▸ **Task directions**: Set out exactly, line by line, the stretch of data below that begins at the line containing "when encoding fails." and ends at the line containing "encoded or written.", with both ends kept.
········
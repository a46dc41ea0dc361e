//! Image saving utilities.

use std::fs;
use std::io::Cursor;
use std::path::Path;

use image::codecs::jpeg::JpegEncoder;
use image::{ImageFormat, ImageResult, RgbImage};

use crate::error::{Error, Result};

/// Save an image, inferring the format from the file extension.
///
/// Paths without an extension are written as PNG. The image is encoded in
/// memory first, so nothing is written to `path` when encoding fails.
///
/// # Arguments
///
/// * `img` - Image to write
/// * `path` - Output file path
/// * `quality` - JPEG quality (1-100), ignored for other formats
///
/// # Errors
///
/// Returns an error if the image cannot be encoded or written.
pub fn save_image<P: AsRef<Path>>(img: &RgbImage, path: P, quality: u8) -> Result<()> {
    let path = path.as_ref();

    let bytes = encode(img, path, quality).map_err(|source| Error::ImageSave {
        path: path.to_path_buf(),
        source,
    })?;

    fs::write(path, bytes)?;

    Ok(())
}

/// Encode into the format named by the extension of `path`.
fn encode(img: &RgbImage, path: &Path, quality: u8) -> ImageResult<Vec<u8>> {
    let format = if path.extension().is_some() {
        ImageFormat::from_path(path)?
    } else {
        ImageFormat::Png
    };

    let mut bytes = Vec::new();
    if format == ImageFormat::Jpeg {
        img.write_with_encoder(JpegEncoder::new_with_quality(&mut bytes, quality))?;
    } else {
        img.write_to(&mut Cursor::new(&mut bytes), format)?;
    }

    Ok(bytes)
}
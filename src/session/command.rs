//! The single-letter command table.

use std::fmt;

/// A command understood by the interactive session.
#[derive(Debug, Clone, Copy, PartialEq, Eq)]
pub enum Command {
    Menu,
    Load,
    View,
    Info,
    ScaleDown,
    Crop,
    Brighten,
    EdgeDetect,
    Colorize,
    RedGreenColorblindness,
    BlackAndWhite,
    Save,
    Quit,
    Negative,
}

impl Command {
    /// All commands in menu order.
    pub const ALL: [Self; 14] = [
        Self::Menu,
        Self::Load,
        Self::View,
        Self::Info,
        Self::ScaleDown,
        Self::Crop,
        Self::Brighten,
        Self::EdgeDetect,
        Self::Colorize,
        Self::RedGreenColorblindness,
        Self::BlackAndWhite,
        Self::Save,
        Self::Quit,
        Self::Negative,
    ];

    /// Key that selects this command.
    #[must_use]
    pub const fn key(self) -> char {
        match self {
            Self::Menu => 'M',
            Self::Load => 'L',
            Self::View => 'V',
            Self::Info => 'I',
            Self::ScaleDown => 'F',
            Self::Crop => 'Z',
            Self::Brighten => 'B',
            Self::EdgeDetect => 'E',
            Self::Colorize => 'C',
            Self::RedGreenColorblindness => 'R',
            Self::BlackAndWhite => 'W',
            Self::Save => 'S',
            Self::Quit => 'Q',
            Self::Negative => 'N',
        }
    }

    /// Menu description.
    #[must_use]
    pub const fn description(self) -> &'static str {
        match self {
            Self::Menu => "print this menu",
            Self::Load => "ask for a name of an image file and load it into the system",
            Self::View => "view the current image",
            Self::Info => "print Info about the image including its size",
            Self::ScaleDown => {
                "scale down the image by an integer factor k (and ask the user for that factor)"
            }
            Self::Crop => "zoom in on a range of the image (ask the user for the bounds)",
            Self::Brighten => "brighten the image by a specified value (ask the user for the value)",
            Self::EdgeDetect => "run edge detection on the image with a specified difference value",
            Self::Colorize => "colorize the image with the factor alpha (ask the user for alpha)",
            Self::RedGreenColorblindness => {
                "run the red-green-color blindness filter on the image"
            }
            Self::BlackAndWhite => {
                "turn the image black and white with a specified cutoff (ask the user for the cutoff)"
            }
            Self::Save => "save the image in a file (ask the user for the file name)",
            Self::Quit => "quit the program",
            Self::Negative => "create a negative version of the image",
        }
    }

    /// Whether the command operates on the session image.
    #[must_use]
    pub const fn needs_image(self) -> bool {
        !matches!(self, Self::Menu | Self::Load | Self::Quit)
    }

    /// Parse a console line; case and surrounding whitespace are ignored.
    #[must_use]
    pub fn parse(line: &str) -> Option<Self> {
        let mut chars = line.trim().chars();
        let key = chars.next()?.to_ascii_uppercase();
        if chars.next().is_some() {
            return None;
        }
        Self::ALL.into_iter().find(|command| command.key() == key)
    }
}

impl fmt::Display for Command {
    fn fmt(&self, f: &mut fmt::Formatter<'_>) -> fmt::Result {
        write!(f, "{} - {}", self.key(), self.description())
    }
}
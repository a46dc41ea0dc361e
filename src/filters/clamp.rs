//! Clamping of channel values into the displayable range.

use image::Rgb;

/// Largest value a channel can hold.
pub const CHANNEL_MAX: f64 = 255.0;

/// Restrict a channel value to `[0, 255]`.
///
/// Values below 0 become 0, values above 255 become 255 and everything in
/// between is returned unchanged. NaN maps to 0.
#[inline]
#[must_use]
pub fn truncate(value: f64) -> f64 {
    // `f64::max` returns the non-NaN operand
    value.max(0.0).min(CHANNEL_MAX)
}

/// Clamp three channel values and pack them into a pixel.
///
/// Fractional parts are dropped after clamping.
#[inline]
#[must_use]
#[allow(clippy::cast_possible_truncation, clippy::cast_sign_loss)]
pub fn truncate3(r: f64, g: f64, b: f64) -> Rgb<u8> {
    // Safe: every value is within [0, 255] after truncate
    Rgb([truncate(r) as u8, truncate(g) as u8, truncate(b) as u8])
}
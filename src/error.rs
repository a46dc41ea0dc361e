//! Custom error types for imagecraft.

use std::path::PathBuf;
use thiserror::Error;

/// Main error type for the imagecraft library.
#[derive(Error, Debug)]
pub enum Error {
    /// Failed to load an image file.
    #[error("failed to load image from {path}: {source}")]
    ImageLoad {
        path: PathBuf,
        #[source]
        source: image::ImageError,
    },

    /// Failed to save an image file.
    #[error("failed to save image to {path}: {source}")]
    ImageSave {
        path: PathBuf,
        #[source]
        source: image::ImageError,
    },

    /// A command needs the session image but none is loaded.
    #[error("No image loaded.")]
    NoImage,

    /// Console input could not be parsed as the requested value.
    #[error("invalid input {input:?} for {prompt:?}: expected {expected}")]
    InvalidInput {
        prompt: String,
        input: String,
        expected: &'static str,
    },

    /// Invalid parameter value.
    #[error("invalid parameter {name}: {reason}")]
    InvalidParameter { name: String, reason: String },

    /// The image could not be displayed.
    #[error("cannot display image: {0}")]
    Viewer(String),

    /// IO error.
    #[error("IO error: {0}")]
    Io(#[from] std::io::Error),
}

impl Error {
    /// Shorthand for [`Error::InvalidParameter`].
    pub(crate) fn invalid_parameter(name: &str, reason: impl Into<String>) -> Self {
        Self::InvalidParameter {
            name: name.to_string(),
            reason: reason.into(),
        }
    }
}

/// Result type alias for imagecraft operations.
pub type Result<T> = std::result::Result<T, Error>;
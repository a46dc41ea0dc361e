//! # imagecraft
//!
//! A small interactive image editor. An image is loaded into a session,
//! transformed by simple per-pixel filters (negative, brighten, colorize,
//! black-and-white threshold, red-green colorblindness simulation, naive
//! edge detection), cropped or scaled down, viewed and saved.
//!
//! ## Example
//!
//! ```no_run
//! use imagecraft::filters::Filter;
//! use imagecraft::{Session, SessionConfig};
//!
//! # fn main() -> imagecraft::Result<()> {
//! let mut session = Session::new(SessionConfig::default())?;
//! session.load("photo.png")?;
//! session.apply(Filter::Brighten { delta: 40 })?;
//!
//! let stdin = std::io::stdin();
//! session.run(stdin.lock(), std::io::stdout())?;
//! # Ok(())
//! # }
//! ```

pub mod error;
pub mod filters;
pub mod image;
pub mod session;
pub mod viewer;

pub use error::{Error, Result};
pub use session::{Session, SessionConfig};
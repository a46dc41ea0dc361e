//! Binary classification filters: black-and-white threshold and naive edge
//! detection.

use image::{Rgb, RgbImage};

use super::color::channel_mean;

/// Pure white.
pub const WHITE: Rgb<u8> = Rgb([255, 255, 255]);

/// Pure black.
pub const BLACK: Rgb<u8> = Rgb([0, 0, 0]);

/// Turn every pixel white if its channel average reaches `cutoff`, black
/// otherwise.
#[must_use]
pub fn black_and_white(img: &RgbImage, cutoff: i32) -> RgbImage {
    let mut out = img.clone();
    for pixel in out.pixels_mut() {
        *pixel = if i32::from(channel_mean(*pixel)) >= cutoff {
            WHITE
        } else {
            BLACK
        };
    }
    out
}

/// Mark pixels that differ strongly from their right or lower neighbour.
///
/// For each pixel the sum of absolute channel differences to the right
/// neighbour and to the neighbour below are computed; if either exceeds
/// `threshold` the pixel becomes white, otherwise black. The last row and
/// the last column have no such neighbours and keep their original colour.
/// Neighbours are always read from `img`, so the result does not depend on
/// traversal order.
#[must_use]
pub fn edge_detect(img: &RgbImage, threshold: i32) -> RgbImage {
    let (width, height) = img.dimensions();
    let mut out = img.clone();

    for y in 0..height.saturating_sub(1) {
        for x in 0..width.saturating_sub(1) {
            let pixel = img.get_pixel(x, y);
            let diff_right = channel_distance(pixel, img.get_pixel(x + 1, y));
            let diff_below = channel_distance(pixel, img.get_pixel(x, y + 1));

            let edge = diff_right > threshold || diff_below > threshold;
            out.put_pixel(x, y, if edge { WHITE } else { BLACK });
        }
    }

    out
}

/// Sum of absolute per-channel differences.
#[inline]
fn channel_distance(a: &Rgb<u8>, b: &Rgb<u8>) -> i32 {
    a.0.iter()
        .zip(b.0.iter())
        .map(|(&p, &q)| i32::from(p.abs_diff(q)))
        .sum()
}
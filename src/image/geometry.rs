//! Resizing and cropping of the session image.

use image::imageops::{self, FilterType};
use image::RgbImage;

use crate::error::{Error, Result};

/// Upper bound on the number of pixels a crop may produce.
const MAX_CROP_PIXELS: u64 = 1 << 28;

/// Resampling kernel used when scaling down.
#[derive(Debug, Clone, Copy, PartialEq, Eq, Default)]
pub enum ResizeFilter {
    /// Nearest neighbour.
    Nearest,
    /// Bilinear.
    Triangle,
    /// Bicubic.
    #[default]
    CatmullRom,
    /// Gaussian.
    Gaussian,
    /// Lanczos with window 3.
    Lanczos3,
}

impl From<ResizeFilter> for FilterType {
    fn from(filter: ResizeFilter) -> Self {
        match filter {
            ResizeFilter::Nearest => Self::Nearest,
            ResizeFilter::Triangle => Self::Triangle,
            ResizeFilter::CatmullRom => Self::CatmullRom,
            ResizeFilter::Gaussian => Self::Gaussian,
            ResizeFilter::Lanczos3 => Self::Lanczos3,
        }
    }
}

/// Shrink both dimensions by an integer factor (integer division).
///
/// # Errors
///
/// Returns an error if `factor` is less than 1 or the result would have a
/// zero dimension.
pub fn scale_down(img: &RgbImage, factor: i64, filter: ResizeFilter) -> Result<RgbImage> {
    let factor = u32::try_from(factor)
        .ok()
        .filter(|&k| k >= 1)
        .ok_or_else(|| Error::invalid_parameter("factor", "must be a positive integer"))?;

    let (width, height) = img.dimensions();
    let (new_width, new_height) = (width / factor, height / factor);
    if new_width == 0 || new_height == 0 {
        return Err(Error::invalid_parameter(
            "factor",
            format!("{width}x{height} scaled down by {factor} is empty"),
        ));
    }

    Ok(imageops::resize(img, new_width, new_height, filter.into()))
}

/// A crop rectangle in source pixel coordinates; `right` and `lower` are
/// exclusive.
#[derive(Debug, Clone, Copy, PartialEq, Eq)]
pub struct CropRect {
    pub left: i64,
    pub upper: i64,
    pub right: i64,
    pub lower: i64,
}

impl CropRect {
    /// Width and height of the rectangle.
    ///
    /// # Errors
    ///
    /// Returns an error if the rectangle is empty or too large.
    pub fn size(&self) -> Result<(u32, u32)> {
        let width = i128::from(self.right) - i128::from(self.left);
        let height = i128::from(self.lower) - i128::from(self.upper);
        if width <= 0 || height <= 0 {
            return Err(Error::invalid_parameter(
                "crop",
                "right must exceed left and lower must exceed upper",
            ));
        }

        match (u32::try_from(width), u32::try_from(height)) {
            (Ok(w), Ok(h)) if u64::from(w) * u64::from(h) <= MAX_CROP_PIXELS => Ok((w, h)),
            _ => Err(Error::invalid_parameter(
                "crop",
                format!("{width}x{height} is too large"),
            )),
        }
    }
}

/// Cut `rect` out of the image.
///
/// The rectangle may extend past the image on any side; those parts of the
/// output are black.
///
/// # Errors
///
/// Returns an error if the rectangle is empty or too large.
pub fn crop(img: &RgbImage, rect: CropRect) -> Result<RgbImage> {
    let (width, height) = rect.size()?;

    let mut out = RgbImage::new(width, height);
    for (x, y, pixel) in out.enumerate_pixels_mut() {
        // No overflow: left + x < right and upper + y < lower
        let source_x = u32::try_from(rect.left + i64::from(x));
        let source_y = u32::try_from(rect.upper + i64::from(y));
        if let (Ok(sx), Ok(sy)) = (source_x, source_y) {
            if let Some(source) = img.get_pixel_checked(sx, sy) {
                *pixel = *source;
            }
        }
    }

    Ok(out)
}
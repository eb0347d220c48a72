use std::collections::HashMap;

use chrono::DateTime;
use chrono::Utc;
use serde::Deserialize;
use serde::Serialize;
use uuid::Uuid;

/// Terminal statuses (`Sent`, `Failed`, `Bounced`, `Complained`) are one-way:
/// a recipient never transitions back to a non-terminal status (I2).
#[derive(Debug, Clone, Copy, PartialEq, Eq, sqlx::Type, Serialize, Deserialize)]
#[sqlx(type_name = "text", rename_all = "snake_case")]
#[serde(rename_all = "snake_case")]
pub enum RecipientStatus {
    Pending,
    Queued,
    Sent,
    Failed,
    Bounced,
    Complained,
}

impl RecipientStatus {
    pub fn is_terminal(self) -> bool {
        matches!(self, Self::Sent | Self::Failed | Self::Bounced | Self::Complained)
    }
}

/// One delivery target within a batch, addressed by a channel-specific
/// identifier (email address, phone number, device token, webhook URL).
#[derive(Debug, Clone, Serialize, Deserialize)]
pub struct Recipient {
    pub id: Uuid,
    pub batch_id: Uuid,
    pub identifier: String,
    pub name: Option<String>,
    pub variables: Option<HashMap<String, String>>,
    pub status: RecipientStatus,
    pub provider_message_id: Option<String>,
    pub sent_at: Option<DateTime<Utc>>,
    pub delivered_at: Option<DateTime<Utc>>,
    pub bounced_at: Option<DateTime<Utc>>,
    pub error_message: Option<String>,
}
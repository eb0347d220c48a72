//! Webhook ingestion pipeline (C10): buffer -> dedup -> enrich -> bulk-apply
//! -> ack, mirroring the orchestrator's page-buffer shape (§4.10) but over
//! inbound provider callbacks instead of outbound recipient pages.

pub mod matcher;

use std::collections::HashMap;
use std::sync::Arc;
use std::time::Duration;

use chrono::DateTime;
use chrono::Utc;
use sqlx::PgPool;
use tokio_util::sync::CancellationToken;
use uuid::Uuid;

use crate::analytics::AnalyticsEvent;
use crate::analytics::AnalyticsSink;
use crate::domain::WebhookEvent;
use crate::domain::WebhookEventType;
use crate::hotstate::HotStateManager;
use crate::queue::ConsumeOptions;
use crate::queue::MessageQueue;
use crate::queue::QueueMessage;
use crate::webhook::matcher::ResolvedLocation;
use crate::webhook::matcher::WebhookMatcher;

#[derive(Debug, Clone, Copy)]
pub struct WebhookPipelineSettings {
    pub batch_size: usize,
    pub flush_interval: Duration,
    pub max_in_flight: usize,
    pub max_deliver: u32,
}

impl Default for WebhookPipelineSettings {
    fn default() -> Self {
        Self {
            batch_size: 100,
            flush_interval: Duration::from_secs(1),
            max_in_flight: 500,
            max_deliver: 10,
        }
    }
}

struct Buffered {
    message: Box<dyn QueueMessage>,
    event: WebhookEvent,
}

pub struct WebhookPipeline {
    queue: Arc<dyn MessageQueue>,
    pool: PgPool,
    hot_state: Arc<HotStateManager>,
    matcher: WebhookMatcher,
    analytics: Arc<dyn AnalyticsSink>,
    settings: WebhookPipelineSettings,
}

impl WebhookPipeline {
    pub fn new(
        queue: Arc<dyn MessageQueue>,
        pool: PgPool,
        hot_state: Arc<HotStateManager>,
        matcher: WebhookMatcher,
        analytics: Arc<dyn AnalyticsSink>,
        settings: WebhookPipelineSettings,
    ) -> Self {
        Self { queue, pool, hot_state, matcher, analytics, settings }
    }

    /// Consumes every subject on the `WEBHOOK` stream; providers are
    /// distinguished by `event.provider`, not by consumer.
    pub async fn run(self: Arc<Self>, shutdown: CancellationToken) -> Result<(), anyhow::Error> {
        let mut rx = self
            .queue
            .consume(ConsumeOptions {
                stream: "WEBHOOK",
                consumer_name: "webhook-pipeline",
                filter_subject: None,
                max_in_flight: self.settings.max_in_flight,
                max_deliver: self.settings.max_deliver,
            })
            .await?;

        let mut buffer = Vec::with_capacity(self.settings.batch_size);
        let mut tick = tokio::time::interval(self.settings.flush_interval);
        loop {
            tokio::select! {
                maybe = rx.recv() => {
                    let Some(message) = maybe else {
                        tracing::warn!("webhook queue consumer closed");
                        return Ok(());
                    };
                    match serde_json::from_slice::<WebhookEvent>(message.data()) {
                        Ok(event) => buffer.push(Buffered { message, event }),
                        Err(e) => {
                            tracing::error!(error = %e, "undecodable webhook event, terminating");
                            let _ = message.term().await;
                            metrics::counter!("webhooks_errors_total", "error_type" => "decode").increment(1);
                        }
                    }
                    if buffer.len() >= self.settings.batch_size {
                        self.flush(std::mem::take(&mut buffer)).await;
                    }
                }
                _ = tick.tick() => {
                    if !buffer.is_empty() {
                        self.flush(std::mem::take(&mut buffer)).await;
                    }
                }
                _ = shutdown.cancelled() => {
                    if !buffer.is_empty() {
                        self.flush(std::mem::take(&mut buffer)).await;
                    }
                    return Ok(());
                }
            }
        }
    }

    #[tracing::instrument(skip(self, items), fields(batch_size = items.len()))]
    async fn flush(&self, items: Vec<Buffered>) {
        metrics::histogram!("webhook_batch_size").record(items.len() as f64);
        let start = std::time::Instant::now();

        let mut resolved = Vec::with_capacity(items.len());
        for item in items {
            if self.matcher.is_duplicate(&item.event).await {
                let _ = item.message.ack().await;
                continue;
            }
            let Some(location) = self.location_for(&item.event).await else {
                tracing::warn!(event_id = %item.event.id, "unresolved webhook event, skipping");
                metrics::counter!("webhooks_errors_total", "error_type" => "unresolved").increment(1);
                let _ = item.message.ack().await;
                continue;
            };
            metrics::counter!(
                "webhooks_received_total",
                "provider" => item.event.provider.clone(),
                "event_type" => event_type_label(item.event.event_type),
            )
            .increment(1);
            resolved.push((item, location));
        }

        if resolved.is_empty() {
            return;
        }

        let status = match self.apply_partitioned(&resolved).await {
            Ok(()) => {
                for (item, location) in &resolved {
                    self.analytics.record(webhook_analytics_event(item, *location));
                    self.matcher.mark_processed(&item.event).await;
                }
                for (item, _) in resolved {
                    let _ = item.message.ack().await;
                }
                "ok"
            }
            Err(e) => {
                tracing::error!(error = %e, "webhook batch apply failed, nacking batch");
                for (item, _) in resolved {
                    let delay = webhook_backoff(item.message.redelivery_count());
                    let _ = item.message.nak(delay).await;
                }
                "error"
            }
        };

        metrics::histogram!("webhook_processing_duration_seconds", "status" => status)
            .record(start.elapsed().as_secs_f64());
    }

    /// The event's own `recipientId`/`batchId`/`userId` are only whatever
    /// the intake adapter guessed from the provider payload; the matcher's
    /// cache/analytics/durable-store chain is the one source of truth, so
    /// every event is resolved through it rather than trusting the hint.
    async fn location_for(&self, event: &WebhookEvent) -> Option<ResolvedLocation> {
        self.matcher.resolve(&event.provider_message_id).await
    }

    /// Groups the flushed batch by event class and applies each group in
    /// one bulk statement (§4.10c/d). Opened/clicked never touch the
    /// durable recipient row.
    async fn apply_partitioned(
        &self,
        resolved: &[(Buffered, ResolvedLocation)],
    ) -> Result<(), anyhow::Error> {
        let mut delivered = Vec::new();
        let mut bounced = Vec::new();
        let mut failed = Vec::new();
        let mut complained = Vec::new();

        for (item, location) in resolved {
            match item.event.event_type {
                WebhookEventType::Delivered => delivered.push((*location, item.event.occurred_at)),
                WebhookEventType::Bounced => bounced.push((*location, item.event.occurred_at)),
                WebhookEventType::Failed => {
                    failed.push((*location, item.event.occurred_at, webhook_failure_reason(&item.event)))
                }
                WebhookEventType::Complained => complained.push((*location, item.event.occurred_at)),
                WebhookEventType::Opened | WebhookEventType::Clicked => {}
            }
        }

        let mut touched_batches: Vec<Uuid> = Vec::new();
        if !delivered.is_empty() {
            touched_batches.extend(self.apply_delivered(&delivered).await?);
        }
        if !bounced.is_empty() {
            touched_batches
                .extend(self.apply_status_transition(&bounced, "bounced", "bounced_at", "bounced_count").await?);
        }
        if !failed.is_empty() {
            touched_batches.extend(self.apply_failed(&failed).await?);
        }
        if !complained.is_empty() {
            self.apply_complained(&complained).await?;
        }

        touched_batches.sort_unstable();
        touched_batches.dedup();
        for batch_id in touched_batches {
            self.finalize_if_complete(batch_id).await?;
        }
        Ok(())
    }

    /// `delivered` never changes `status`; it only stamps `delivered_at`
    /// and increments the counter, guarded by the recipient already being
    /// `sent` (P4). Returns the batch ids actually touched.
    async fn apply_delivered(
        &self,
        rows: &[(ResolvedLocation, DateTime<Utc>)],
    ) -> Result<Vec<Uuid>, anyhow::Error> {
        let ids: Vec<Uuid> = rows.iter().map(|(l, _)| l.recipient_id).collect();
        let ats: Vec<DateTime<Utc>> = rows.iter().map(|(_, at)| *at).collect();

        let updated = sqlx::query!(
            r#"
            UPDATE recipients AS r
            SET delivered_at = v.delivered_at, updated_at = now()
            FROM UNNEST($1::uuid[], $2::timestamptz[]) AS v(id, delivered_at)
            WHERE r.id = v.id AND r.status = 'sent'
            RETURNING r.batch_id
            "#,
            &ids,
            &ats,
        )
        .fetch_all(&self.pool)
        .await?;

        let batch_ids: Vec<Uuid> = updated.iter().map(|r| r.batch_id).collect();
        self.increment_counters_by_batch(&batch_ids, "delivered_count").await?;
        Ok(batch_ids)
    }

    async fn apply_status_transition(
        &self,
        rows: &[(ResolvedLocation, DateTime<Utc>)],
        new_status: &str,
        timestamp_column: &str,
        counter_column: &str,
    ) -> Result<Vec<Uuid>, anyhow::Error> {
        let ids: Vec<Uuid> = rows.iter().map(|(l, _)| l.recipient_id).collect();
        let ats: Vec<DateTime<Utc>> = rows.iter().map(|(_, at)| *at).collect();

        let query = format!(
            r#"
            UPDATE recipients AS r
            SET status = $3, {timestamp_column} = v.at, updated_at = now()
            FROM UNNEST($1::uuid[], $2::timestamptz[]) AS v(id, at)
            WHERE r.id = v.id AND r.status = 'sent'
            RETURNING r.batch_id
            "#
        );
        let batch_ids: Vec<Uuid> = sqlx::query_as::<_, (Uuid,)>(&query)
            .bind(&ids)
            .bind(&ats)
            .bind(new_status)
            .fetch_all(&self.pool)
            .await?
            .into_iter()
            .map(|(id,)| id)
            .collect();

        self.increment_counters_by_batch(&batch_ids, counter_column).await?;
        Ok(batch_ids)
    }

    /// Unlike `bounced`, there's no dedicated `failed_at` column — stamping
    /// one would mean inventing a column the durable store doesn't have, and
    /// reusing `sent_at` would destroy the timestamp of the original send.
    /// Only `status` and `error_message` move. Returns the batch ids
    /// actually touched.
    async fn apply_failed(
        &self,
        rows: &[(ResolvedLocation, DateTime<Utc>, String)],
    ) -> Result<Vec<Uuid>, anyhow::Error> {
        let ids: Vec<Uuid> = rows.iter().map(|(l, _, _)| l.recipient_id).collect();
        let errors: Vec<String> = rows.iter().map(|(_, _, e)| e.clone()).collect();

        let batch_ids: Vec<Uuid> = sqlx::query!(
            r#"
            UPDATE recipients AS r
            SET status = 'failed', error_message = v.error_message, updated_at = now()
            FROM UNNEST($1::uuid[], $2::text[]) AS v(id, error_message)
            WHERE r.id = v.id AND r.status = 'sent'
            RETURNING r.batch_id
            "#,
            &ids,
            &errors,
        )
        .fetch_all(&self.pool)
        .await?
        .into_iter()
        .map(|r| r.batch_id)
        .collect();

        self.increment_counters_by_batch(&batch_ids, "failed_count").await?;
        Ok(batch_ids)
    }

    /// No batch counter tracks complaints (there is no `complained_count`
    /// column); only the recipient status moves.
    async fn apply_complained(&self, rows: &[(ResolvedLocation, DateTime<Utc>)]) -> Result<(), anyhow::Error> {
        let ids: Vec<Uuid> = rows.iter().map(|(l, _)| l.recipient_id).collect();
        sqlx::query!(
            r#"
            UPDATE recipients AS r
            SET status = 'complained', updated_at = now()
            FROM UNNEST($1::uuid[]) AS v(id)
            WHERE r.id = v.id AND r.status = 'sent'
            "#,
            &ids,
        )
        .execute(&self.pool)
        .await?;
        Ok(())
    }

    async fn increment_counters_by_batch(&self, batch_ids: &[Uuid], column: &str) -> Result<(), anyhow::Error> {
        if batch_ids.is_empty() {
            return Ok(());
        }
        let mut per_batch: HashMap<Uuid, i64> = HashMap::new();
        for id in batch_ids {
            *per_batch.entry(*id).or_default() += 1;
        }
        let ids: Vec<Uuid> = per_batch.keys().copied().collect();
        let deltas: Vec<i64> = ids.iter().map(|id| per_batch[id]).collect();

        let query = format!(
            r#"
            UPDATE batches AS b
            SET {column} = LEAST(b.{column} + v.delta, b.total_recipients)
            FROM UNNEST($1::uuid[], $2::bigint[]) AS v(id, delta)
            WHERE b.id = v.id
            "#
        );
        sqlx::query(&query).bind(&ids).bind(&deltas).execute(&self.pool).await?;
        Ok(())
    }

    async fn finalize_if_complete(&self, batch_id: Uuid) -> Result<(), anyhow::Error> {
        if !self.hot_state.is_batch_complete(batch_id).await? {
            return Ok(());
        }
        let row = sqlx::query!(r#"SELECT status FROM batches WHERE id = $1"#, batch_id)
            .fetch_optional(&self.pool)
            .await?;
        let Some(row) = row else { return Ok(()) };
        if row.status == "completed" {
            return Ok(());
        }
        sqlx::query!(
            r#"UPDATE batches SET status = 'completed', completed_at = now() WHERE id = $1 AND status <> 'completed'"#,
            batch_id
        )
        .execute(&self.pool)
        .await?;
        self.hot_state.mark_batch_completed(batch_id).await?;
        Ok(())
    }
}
········
▸ **Exercise response**:
/// memory first, so nothing is written to `path` when encoding fails.
///
/// # Arguments
///
/// * `img` - Image to write
/// * `path` - Output file path
/// * `quality` - JPEG quality (1-100), ignored for other formats
///
/// # Errors
///
/// Returns an error if the image cannot be encoded or written.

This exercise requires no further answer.